1. Jonathan N: Git has a flexible packfile format. Compared to CVS where
things are stored as deltas against the next revision of the same file.
GC can be a huge operation if it’s not done regularly. "git gc" makes
one huge pack. Better amortized behavior to have multiple packs with
exponentially increasing size and combine them when needed (Martin
Dick's exproll).
2. Jonathan N: There are also unreachable objects to take care about. GC
can/should delete them. But at the same time someone else might be
creating history that still needs those objects. To give objects a grace
period, we turn the unused objects into loose objects and look at the
creation time. But alternatively there’s the proposal to move these
unreachable objects into a packfile for all these objects. But this can
be a problem for older git clients, because they might not know the pack
is garbage and might move objects across packs. See the hash function
transition doc for details.
3. Terry: JGit has these unreachable garbage packs
4. Peff: You want to solve this loose objects explosion problem?
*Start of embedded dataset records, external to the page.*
use std::{path::PathBuf, time::Duration};

use clap::{Parser, Subcommand, ValueEnum};
use rainbow_bar_core::{Color, NotchSize, RainbowBar, RainbowBarConfig, WaveQueueState};
use tracing_subscriber::EnvFilter;

mod terminal;

use terminal::TerminalRenderer;

fn main() -> rainbow_bar_core::Result<()> {
    init_tracing();

    let cli = Cli::parse();

    match cli.command {
        Commands::Run(args) => run_animation(args),
        Commands::Config { output } => run_config(output.as_ref()),
    }
}

fn run_animation(args: RunArgs) -> rainbow_bar_core::Result<()> {
    let config = args.resolve_config()?;
    tracing::info!(
        period = config.wave_emit_period,
        waves = config.visible_waves_count,
        colors = config.palette.len(),
        "starting rainbow bar"
    );

    let fps = args.fps.max(1);
    let step = 1.0 / fps as f64;
    let mut bar = RainbowBar::new(&config, args.width)?;
    let mut renderer = TerminalRenderer::new(std::io::stdout().lock());

    bar.set_running(true);
    let mut elapsed = 0.0;
    let mut stopped = false;
    while elapsed < args.seconds {
        if !stopped && elapsed >= args.stop_after {
            bar.set_running(false);
            stopped = true;
        }

        bar.tick(step);
        bar.render(&mut renderer)?;
        elapsed += step;

        if stopped && bar.state() == WaveQueueState::Idle {
            tracing::info!(elapsed, "rainbow bar drained");
            break;
        }
        if !args.fast {
            std::thread::sleep(Duration::from_secs_f64(step));
        }
    }

    renderer.finish()
}

fn run_config(output: Option<&PathBuf>) -> rainbow_bar_core::Result<()> {
    let json = RainbowBarConfig::default().to_json_pretty()?;
    match output {
        Some(path) => {
            tracing::info!(?path, "writing default configuration");
            std::fs::write(path, json)?;
        }
        None => println!("{json}"),
    }
    Ok(())
}

fn init_tracing() {
    let _ = tracing_subscriber::fmt()
        .with_writer(std::io::stderr)
        .with_env_filter(
            EnvFilter::try_from_default_env().unwrap_or_else(|_| EnvFilter::new("info")),
        )
        .try_init();
}

#[derive(Parser, Debug)]
#[command(author, version, about = "Rainbow status-bar wave animation", long_about = None)]
struct Cli {
    #[command(subcommand)]
    command: Commands,
}

#[derive(Subcommand, Debug)]
enum Commands {
    /// Animate the bar in the terminal, then stop it and let it drain.
    Run(RunArgs),
    /// Print the default configuration as JSON.
    Config {
        /// Write to this file instead of stdout.
        #[arg(short, long)]
        output: Option<PathBuf>,
    },
}

#[derive(clap::Args, Debug)]
struct RunArgs {
    /// JSON configuration file; flags below override its values.
    #[arg(short, long)]
    config: Option<PathBuf>,
    /// Seconds between consecutive waves.
    #[arg(long)]
    period: Option<f64>,
    /// Number of waves in the initial burst.
    #[arg(long)]
    waves: Option<usize>,
    /// Comma separated hex colors, e.g. `#ff0000,#00ff00`.
    #[arg(long, value_delimiter = ',')]
    palette: Option<Vec<Color>>,
    #[arg(long)]
    background: Option<Color>,
    #[arg(long, value_enum)]
    notch: Option<NotchArg>,
    /// Width of each half of the bar, in terminal cells.
    #[arg(long, default_value_t = 32)]
    width: usize,
    #[arg(long, default_value_t = 60)]
    fps: u32,
    /// Hard limit on the run time, in seconds.
    #[arg(long, default_value_t = 12.0)]
    seconds: f64,
    /// Stop the bar after this many seconds.
    #[arg(long, default_value_t = 6.0)]
    stop_after: f64,
    /// Do not pace frames in real time.
    #[arg(long)]
    fast: bool,
}

impl RunArgs {
    fn resolve_config(&self) -> rainbow_bar_core::Result<RainbowBarConfig> {
        let mut config = match &self.config {
            Some(path) => RainbowBarConfig::load(path)?,
            None => RainbowBarConfig::default(),
        };
        if let Some(period) = self.period {
            config.wave_emit_period = period;
        }
        if let Some(waves) = self.waves {
            config.visible_waves_count = waves;
        }
        if let Some(palette) = &self.palette {
            config.palette = palette.clone();
        }
        if let Some(background) = self.background {
            config.background_color = background;
        }
        if let Some(notch) = self.notch {
            config.notch = notch.into();
        }
        config.validate()?;
        Ok(config)
    }
}

#[derive(ValueEnum, Clone, Copy, Debug)]
enum NotchArg {
    None,
    Small,
    Big,
}

impl From<NotchArg> for NotchSize {
    fn from(value: NotchArg) -> Self {
        match value {
            NotchArg::None => NotchSize::None,
            NotchArg::Small => NotchSize::Small,
            NotchArg::Big => NotchSize::Big,
        }
    }
}
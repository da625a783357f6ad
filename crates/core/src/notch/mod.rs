use serde::{Deserialize, Serialize};

/// Height of a status bar on devices without a notch, in points.
pub const NON_NOTCHED_STATUS_BAR_HEIGHT: f32 = 20.0;

/// Notch family of the target display.
#[derive(Debug, Clone, Copy, PartialEq, Eq, Default, Serialize, Deserialize)]
#[serde(rename_all = "snake_case")]
pub enum NotchSize {
    #[default]
    None,
    /// 5.8" and 6.5" class displays.
    Small,
    /// 6.1" class displays.
    Big,
}

impl NotchSize {
    pub fn metrics(self) -> NotchMetrics {
        NotchMetrics::for_size(self)
    }
}

/// Device-dependent geometry of the notch the waves wrap around, in points.
#[derive(Debug, Clone, Copy, PartialEq)]
pub struct NotchMetrics {
    pub top_corner_radius: f32,
    pub bottom_corner_radius: f32,
    pub height: f32,
    pub width: f32,
}

impl NotchMetrics {
    pub fn for_size(size: NotchSize) -> Self {
        let half_bar = NON_NOTCHED_STATUS_BAR_HEIGHT / 2.0;
        match size {
            NotchSize::None => Self {
                top_corner_radius: half_bar,
                bottom_corner_radius: half_bar,
                height: NON_NOTCHED_STATUS_BAR_HEIGHT,
                width: 0.0,
            },
            NotchSize::Small => Self {
                top_corner_radius: 6.0,
                bottom_corner_radius: 20.0,
                height: 30.0,
                width: 117.0,
            },
            NotchSize::Big => Self {
                top_corner_radius: 7.0,
                bottom_corner_radius: 21.0,
                height: 33.0,
                width: 128.0,
            },
        }
    }

    /// Shortest visible length of a wave head: both corner arcs side by side.
    pub fn min_width(&self) -> f32 {
        self.top_corner_radius + self.bottom_corner_radius
    }
}

#[cfg(test)]
mod tests {
    use super::*;

    #[test]
    fn looks_up_device_geometry() {
        let small = NotchSize::Small.metrics();
        assert_eq!(small.min_width(), 26.0);
        assert_eq!(small.width, 117.0);

        let plain = NotchSize::None.metrics();
        assert_eq!(plain.min_width(), NON_NOTCHED_STATUS_BAR_HEIGHT);
        assert_eq!(plain.width, 0.0);
    }
}
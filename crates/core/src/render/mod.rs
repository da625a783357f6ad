use crate::{Color, Result, WaveFrame, WaveKind};

/// Output backend for composed bar rows.
pub trait Renderer {
    fn draw(&mut self, row: &[Color]) -> Result<()>;
}

/// Rendering backend that keeps every row it was handed. Useful for tests and
/// for headless runs.
#[derive(Debug, Default)]
pub struct RecordingRenderer {
    rows: Vec<Vec<Color>>,
}

impl RecordingRenderer {
    pub fn new() -> Self {
        Self::default()
    }

    pub fn rows(&self) -> &[Vec<Color>] {
        &self.rows
    }
}

impl Renderer for RecordingRenderer {
    fn draw(&mut self, row: &[Color]) -> Result<()> {
        self.rows.push(row.to_vec());
        Ok(())
    }
}

/// Flattens the wave stack of one surface into a row of cells.
///
/// Lengths are in cells. `min_width` is the length of a wave head (the two
/// notch corner arcs); a color wave is two heads long at phase 0.
#[derive(Debug, Clone, Copy)]
pub struct StripeRasterizer {
    width: usize,
    min_width: f32,
}

impl StripeRasterizer {
    pub fn new(width: usize, min_width: f32) -> Self {
        Self {
            width,
            min_width: min_width.max(0.0),
        }
    }

    pub fn width(&self) -> usize {
        self.width
    }

    /// Paints `frame` bottom to top over `background`.
    pub fn rasterize(&self, frame: &[WaveFrame], background: Color) -> Vec<Color> {
        let mut cells = vec![background; self.width];
        let span = self.width as f32;

        for wave in frame {
            let phase = wave.phase.clamp(0.0, 1.0);
            match *wave.node.kind() {
                WaveKind::Color { color } => {
                    let length = 2.0 * self.min_width + span * phase;
                    self.fill(&mut cells, length, color);
                }
                WaveKind::Fade {
                    front_color,
                    back_color,
                } => {
                    let solid = (span + self.min_width) * phase;
                    for (index, cell) in cells.iter_mut().enumerate() {
                        let x = index as f32 + 0.5;
                        if x < solid {
                            *cell = back_color.over(*cell);
                        } else if x < solid + self.min_width {
                            let t = (x - solid) / self.min_width;
                            *cell = back_color.lerp(front_color, t).over(*cell);
                        }
                    }
                }
            }
        }

        cells
    }

    fn fill(&self, cells: &mut [Color], length: f32, color: Color) {
        for (index, cell) in cells.iter_mut().enumerate() {
            if (index as f32 + 0.5) < length {
                *cell = color.over(*cell);
            }
        }
    }
}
5. Peff: what if you reference an object in the garbage pack from an
object in a non-garbage pack?
6. Jonathan N: At GC time the object from the garbage pack is copied to
a non-garbage pack. Basically rescue it from the garbage. It only saves
the referenced objects, not the whole garbage pack.
7. Jonathan N: It has been running in production for >2 years.
8. Peff: There are so many non-atomic operations that can happen. And
races can happen.
9. Jonathan N: If you find races, please comment on the JGit change that
describes the algorithm. Happens-before relation and grace period.
10. `git gc --prune-now` should no longer create loose objects first,
before just deleting them.